** DATA EXTRACT **
◆ ◆ ◆ ◆

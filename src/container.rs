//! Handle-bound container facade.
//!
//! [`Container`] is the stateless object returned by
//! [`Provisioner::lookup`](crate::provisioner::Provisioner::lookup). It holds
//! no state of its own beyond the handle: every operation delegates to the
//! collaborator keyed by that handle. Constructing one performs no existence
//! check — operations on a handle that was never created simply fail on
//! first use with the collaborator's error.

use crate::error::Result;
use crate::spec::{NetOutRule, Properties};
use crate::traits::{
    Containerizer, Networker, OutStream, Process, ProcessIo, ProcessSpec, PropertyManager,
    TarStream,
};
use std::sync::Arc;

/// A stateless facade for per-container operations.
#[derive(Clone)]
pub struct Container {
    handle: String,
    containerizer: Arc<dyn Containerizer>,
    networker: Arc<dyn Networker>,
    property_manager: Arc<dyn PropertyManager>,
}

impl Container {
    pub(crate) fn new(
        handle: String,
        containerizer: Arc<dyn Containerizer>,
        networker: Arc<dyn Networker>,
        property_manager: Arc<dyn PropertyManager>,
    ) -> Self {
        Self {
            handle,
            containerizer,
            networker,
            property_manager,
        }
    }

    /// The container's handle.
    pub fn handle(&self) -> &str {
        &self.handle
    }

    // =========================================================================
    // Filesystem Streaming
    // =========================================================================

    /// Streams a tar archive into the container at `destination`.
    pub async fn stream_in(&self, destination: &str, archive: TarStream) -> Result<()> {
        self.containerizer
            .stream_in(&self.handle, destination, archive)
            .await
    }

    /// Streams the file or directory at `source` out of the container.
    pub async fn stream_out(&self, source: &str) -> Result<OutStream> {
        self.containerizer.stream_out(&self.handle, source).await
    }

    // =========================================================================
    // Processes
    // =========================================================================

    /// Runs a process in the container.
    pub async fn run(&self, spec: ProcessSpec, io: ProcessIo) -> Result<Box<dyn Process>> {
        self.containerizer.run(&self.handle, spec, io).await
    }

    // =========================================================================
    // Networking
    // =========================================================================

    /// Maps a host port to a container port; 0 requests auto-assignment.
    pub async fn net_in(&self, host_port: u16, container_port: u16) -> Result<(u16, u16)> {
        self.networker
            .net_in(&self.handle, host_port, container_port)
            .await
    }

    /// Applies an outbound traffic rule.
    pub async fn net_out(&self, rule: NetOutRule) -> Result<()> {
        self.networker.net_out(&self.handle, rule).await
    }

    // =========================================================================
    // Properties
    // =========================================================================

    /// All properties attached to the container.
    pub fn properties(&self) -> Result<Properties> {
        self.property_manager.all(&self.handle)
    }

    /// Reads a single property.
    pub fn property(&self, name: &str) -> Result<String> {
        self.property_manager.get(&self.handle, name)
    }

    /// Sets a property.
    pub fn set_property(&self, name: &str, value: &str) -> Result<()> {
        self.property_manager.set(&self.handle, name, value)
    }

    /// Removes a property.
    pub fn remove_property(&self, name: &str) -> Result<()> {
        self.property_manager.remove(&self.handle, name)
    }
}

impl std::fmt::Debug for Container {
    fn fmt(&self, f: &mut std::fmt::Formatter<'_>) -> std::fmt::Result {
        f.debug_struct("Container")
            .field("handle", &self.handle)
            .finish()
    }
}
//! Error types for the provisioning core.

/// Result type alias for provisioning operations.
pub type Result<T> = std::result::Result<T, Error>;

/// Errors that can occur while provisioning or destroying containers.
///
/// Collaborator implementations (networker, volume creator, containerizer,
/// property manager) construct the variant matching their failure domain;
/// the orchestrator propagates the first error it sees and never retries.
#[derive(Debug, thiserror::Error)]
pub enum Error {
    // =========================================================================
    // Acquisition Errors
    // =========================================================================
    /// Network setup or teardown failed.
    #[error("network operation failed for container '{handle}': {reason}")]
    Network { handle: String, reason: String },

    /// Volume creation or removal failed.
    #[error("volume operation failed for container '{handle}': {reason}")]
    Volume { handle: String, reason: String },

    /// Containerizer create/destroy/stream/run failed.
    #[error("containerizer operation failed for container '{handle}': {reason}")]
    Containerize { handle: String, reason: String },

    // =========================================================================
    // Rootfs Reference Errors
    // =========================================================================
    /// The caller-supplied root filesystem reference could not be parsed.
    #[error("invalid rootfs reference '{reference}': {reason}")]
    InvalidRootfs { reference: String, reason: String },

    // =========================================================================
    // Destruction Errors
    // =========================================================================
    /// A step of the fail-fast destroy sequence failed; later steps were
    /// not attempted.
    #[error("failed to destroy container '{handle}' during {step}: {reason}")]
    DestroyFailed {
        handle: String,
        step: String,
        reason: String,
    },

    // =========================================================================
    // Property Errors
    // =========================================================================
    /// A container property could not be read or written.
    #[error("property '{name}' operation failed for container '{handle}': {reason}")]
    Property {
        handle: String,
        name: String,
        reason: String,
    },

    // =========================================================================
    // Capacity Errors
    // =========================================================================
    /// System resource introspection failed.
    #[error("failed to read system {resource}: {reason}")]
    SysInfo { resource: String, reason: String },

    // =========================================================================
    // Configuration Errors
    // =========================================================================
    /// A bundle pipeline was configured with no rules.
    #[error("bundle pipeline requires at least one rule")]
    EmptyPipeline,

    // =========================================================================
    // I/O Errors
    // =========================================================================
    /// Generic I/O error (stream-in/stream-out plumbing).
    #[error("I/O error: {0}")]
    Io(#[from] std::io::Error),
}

◆ ◆ ◆ ◆

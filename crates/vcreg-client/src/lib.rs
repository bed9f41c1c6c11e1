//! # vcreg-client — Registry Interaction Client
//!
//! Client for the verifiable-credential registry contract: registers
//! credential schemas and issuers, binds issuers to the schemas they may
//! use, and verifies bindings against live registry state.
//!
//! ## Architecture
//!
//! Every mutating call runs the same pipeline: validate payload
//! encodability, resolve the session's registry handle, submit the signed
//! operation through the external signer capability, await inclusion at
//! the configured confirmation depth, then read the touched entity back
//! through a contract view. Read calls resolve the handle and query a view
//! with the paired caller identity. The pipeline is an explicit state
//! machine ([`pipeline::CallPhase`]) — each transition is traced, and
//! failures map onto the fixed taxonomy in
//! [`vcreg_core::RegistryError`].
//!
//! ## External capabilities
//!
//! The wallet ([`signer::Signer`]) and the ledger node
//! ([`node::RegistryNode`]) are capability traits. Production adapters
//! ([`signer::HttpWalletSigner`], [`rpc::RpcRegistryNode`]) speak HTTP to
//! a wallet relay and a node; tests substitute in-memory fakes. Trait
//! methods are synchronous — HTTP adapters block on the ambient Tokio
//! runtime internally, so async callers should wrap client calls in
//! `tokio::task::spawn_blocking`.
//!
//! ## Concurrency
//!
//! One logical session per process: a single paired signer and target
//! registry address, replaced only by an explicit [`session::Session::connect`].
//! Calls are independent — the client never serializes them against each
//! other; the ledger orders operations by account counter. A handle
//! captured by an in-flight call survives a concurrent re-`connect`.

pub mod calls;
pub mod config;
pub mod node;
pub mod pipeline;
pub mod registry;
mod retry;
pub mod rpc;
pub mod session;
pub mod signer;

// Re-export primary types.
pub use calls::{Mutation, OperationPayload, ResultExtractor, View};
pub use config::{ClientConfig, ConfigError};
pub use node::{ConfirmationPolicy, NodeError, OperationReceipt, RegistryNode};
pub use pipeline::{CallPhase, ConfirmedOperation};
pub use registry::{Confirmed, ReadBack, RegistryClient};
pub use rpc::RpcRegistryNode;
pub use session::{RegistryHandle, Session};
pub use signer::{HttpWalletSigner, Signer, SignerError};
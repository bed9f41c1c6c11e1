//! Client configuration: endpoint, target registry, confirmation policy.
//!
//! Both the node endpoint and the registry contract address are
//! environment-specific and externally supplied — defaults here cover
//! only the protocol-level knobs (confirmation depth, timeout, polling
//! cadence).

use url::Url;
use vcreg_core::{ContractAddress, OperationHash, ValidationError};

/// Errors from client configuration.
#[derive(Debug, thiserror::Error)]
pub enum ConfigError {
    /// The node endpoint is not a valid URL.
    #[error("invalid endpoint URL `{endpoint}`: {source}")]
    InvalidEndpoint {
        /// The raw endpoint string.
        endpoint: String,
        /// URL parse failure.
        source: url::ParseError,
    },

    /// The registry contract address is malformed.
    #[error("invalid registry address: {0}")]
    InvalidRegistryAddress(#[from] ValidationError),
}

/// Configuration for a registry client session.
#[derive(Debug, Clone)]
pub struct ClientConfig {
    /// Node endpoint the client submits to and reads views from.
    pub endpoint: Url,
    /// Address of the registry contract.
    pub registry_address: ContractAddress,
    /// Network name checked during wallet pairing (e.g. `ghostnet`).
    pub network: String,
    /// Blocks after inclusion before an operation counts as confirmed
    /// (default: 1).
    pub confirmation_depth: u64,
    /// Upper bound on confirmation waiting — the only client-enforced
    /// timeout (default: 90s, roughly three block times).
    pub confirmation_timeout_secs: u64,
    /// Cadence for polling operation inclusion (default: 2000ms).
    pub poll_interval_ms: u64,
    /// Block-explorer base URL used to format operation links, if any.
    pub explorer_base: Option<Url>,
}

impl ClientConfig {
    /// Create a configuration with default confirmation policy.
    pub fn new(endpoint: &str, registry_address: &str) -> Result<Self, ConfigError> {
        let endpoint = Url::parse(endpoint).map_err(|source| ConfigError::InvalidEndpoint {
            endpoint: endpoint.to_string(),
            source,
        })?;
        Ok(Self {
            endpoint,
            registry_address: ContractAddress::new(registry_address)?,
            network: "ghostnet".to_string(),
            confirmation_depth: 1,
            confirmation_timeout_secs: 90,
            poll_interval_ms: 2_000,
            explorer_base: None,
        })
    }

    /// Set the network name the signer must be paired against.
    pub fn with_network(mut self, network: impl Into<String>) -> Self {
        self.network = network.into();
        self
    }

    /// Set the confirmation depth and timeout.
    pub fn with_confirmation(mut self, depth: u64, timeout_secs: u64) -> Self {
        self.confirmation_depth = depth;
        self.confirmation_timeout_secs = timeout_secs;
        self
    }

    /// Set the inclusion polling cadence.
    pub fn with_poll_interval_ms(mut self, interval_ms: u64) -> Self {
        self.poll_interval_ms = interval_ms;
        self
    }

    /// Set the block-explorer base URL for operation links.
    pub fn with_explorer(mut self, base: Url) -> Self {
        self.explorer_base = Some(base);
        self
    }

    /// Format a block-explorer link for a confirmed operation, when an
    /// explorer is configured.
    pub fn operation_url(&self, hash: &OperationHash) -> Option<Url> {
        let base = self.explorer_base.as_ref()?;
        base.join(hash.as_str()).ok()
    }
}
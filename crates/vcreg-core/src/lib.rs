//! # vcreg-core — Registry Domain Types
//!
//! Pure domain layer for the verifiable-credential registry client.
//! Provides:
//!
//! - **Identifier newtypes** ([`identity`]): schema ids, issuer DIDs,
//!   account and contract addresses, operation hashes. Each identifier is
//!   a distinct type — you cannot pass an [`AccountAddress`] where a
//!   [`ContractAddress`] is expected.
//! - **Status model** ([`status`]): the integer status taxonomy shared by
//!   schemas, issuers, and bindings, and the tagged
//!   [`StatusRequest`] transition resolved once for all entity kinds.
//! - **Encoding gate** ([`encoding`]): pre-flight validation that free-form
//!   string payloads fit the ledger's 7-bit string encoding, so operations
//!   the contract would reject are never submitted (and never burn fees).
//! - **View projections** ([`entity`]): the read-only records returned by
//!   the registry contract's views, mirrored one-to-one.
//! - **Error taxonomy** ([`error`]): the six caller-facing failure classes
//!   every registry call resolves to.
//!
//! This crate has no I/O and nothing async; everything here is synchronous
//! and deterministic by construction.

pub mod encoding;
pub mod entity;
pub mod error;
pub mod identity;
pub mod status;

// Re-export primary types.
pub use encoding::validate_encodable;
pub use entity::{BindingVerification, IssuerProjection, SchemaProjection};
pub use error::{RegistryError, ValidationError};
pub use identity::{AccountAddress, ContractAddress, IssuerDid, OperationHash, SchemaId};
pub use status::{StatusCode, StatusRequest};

◆ ◆ ◆ ◆

** WORK INSTRUCTIONS **
From the material above, copy exactly the lines between the line holding "taxonomy shared by" and the line holding "records returned by", inclusive, and only those.

** TASK RESULT **
//! - **Status model** ([`status`]): the integer status taxonomy shared by
//!   schemas, issuers, and bindings, and the tagged
//!   [`StatusRequest`] transition resolved once for all entity kinds.
//! - **Encoding gate** ([`encoding`]): pre-flight validation that free-form
//!   string payloads fit the ledger's 7-bit string encoding, so operations
//!   the contract would reject are never submitted (and never burn fees).
//! - **View projections** ([`entity`]): the read-only records returned by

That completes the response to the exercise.